Most commonly known as a sebaceous cyst but also known as epidermoid inclusion cyst, Infundibular cyst, epidermal cyst, epidermal inclusion cyst
What is an epidermoid cyst?
An epidermoid cyst is a benign walled-off cavity filled with keratin which originates from the hair follicle unit.
What causes an epidermoid cyst?
Epidermoid cysts are the most common type of cyst. They may be primary or they may arise from disrupted follicular structures due to trauma or comedone formation (blackheads).
Multiple cysts may occur in the conjunction with acne vulgaris, Gardner syndrome and in nevoid basal cell carcinoma syndrome.
Tiny superficial epidermoid cysts are known as milia.
What does it look like?
Epidermoid cysts appear as flesh coloured to yellowish, firm, round nodules of variable size. A central pore or punctum may be present.
They are usually symptomless but sometimes discharge a foul smelling, “cheese-like” material. Less frequently, the cysts can be painful due to inflammation or infection.
How is an epidermoid cyst diagnosed?
The diagnosis is usually made by a clinical examination. Sometimes a biopsy may be needed.

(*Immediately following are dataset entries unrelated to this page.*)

//! Runtime configuration resolved from the environment.
use crate::models::DEFAULT_UPCOMING_DAYS;
use std::env;
use std::path::PathBuf;

pub const DB_PATH_VAR: &str = "NEOLINGUA_DB";
pub const UPCOMING_DAYS_VAR: &str = "NEOLINGUA_UPCOMING_DAYS";
pub const DEFAULT_DB_PATH: &str = "neolingua.sqlite3";

#[derive(Clone, Debug, PartialEq)]
pub struct AppConfig {
    pub db_path: PathBuf,
    /// Look-ahead window for the upcoming-reviews listing.
    pub upcoming_days: u32,
}

impl Default for AppConfig {
    fn default() -> Self {
        Self {
            db_path: PathBuf::from(DEFAULT_DB_PATH),
            upcoming_days: DEFAULT_UPCOMING_DAYS,
        }
    }
}

impl AppConfig {
    pub fn from_env() -> Self {
        Self::from_lookup(|key| env::var(key).ok())
    }

    /// Builds the config from an arbitrary variable lookup. Unset variables
    /// take defaults; unparsable ones are logged and take defaults too.
    pub fn from_lookup(lookup: impl Fn(&str) -> Option<String>) -> Self {
        let mut config = Self::default();

        if let Some(path) = lookup(DB_PATH_VAR).filter(|path| !path.is_empty()) {
            config.db_path = PathBuf::from(path);
        }

        if let Some(raw) = lookup(UPCOMING_DAYS_VAR) {
            match raw.trim().parse::<u32>() {
                Ok(days) => config.upcoming_days = days,
                Err(_) => tracing::warn!(
                    value = %raw,
                    default = DEFAULT_UPCOMING_DAYS,
                    "invalid {UPCOMING_DAYS_VAR}, using default"
                ),
            }
        }

        config
    }
}
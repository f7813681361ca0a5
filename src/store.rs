//! Key-value blob store the review data is persisted into.
//!
//! Each key holds one serialized value. `put` replaces the previous value
//! entirely; there is no merge or partial write.

use crate::error::Result;
use std::cell::RefCell;
use std::collections::HashMap;

pub trait BlobStore {
    fn get(&self, key: &str) -> Result<Option<String>>;
    fn put(&self, key: &str, value: &str) -> Result<()>;
}

impl<S: BlobStore + ?Sized> BlobStore for &S {
    fn get(&self, key: &str) -> Result<Option<String>> {
        (**self).get(key)
    }

    fn put(&self, key: &str, value: &str) -> Result<()> {
        (**self).put(key, value)
    }
}

/// In-process store, contents are lost when dropped.
#[derive(Debug, Default)]
pub struct MemoryStore {
    blobs: RefCell<HashMap<String, String>>,
}

impl MemoryStore {
    pub fn new() -> Self {
        Self::default()
    }
}

impl BlobStore for MemoryStore {
    fn get(&self, key: &str) -> Result<Option<String>> {
        Ok(self.blobs.borrow().get(key).cloned())
    }

    fn put(&self, key: &str, value: &str) -> Result<()> {
        self.blobs
            .borrow_mut()
            .insert(key.to_string(), value.to_string());
        Ok(())
    }
}
//! Recall quality grade fed into the scheduler after each attempt.
use serde::{Deserialize, Serialize};

/// Recall quality on the SM-2 scale: 0 = blackout, 3 = correct with
/// difficulty, 5 = perfect. Values above 5 are clamped on construction.
#[derive(Clone, Copy, Debug, PartialEq, Eq, PartialOrd, Ord, Hash, Serialize, Deserialize)]
#[serde(from = "u8", into = "u8")]
pub struct Quality(u8);

impl Quality {
    pub const MAX: u8 = 5;
    /// Lowest grade that still counts as a correct answer.
    pub const PASSING: u8 = 3;

    pub const PERFECT: Quality = Quality(5);
    pub const INCORRECT: Quality = Quality(1);

    pub fn new(value: u8) -> Self {
        Self(value.min(Self::MAX))
    }

    /// Binary grading used by the answer-checking screens: correct maps to 5,
    /// incorrect to 1.
    pub fn from_correct(correct: bool) -> Self {
        if correct {
            Self::PERFECT
        } else {
            Self::INCORRECT
        }
    }

    pub fn value(self) -> u8 {
        self.0
    }

    pub fn is_correct(self) -> bool {
        self.0 >= Self::PASSING
    }
}

impl From<u8> for Quality {
    fn from(value: u8) -> Self {
        Self::new(value)
    }
}

impl From<Quality> for u8 {
    fn from(quality: Quality) -> Self {
        quality.0
    }
}
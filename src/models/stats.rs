//! Aggregate statistics over a review collection.
use super::mastery::{Mastery, classify_mastery};
use super::queue::{DEFAULT_UPCOMING_DAYS, select_due, select_upcoming};
use super::ReviewItem;
use chrono::{DateTime, Utc};
use serde::Serialize;

#[derive(Clone, Debug, Default, PartialEq, Serialize)]
#[serde(rename_all = "camelCase")]
pub struct ReviewStats {
    pub total: usize,
    pub learning: usize,
    pub reviewing: usize,
    pub mastered: usize,
    pub due_today: usize,
    /// Due now plus everything falling due within the next seven days.
    pub due_this_week: usize,
    /// Lifetime share of correct answers across all items, 0.0-1.0.
    pub accuracy: f64,
}

impl ReviewStats {
    pub fn compute(items: &[ReviewItem], now: DateTime<Utc>) -> Self {
        let mut stats = ReviewStats {
            total: items.len(),
            ..Default::default()
        };

        for item in items {
            match classify_mastery(item) {
                Mastery::Learning => stats.learning += 1,
                Mastery::Reviewing => stats.reviewing += 1,
                Mastery::Mastered => stats.mastered += 1,
            }
        }

        stats.due_today = select_due(items, now).len();
        stats.due_this_week =
            stats.due_today + select_upcoming(items, now, DEFAULT_UPCOMING_DAYS).len();

        let (correct, reviews) = items.iter().fold((0u64, 0u64), |(c, r), item| {
            (c + u64::from(item.total_correct), r + u64::from(item.total_reviews))
        });
        if reviews > 0 {
            stats.accuracy = correct as f64 / reviews as f64;
        }

        stats
    }
}

#[cfg(test)]
mod tests {
    use super::*;
    use chrono::{Duration, TimeZone};

    #[test]
    fn test_empty_stats() {
        let now = Utc.with_ymd_and_hms(2024, 4, 1, 0, 0, 0).unwrap();
        assert_eq!(ReviewStats::compute(&[], now), ReviewStats::default());
    }

    #[test]
    fn test_counts() {
        let now = Utc.with_ymd_and_hms(2024, 4, 1, 0, 0, 0).unwrap();
        let fresh = ReviewItem::new("v1", "sun", "mặt trời", "l1", now);
        let reviewing = ReviewItem {
            review_count: 4,
            correct_streak: 1,
            total_correct: 2,
            total_reviews: 4,
            interval: 1,
            next_review_date: now - Duration::days(1),
            ..ReviewItem::new("v2", "moon", "mặt trăng", "l1", now)
        };
        let mastered = ReviewItem {
            review_count: 6,
            correct_streak: 6,
            total_correct: 6,
            total_reviews: 6,
            interval: 21,
            next_review_date: now + Duration::days(21),
            ..ReviewItem::new("v3", "star", "ngôi sao", "l1", now)
        };

        let stats = ReviewStats::compute(&[fresh, reviewing, mastered], now);
        assert_eq!(stats.total, 3);
        assert_eq!(stats.learning, 1);
        assert_eq!(stats.reviewing, 1);
        assert_eq!(stats.mastered, 1);
        assert_eq!(stats.due_today, 1);
        assert_eq!(stats.due_this_week, 2);
        assert!((stats.accuracy - 0.8).abs() < 1e-9);
    }
}
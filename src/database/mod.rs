pub mod db;

pub use db::SqliteStore;
//! Due and upcoming review queries.
//!
//! Both queries order by `next_review_date` ascending, so the items that have
//! waited longest come first. Ties keep their collection order.

use super::ReviewItem;
use crate::clock::days_after;
use chrono::{DateTime, Utc};

pub const DEFAULT_UPCOMING_DAYS: u32 = 7;

/// Items with `next_review_date <= now`, most overdue first.
pub fn select_due(items: &[ReviewItem], now: DateTime<Utc>) -> Vec<&ReviewItem> {
    let mut due: Vec<&ReviewItem> = items.iter().filter(|item| item.is_due(now)).collect();
    due.sort_by_key(|item| item.next_review_date);
    due
}

/// Items falling due in `(now, now + days]`.
pub fn select_upcoming(items: &[ReviewItem], now: DateTime<Utc>, days: u32) -> Vec<&ReviewItem> {
    let horizon = days_after(now, days);
    let mut upcoming: Vec<&ReviewItem> = items
        .iter()
        .filter(|item| item.next_review_date > now && item.next_review_date <= horizon)
        .collect();
    upcoming.sort_by_key(|item| item.next_review_date);
    upcoming
}

#[cfg(test)]
mod tests {
    use super::*;
    use chrono::{Duration, TimeZone};

    fn now() -> DateTime<Utc> {
        Utc.with_ymd_and_hms(2024, 6, 1, 10, 0, 0).unwrap()
    }

    fn due_at(id: &str, next: DateTime<Utc>) -> ReviewItem {
        ReviewItem {
            next_review_date: next,
            last_review_date: next - Duration::days(1),
            ..ReviewItem::new(id, id, id, "l1", now())
        }
    }

    #[test]
    fn test_empty_collection() {
        assert!(select_due(&[], now()).is_empty());
        assert!(select_upcoming(&[], now(), DEFAULT_UPCOMING_DAYS).is_empty());
    }

    #[test]
    fn test_due_sorted_most_overdue_first() {
        let items = vec![
            due_at("yesterday", now() - Duration::days(1)),
            due_at("tomorrow", now() + Duration::days(1)),
            due_at("last-week", now() - Duration::days(7)),
            due_at("exactly-now", now()),
            due_at("hour-ago", now() - Duration::hours(1)),
        ];

        let ids: Vec<&str> = select_due(&items, now())
            .iter()
            .map(|item| item.vocab_id.as_str())
            .collect();
        assert_eq!(ids, vec!["last-week", "yesterday", "hour-ago", "exactly-now"]);
    }

    #[test]
    fn test_due_ordering_is_monotonic() {
        let items: Vec<ReviewItem> = [5, -3, 0, -10, 2, -1, -7]
            .iter()
            .enumerate()
            .map(|(i, offset)| due_at(&format!("v{i}"), now() + Duration::hours(*offset)))
            .collect();

        let due = select_due(&items, now());
        assert_eq!(due.len(), 5);
        for pair in due.windows(2) {
            assert!(pair[0].next_review_date <= pair[1].next_review_date);
        }
    }

    #[test]
    fn test_upcoming_window() {
        let items = vec![
            due_at("overdue", now() - Duration::days(2)),
            due_at("now", now()),
            due_at("in-three", now() + Duration::days(3)),
            due_at("in-one", now() + Duration::days(1)),
            due_at("in-seven", now() + Duration::days(7)),
            due_at("in-eight", now() + Duration::days(8)),
        ];

        let ids: Vec<&str> = select_upcoming(&items, now(), DEFAULT_UPCOMING_DAYS)
            .iter()
            .map(|item| item.vocab_id.as_str())
            .collect();
        assert_eq!(ids, vec!["in-one", "in-three", "in-seven"]);

        let ids: Vec<&str> = select_upcoming(&items, now(), 2)
            .iter()
            .map(|item| item.vocab_id.as_str())
            .collect();
        assert_eq!(ids, vec!["in-one"]);
    }

    #[test]
    fn test_upcoming_with_huge_window() {
        let items = vec![
            due_at("overdue", now() - Duration::days(1)),
            due_at("soon", now() + Duration::days(2)),
            due_at("far", now() + Duration::days(40_000)),
        ];

        let ids: Vec<&str> = select_upcoming(&items, now(), u32::MAX)
            .iter()
            .map(|item| item.vocab_id.as_str())
            .collect();
        assert_eq!(ids, vec!["soon", "far"]);
    }
}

How is epidermoid cyst treated?
- Epidermoid cysts that do not concern a person need not be treated.
- Inflamed epidermoid cysts may require treatments with antibiotics. Incision, drainage and/or steroid injections may be helpful in rare cases to speed up the resolution of the inflammation.
- Non-inflamed cysts can be removed surgically and the contents and wall of the cyst drained. However, the cyst may recur if the entire cyst wall is not removed.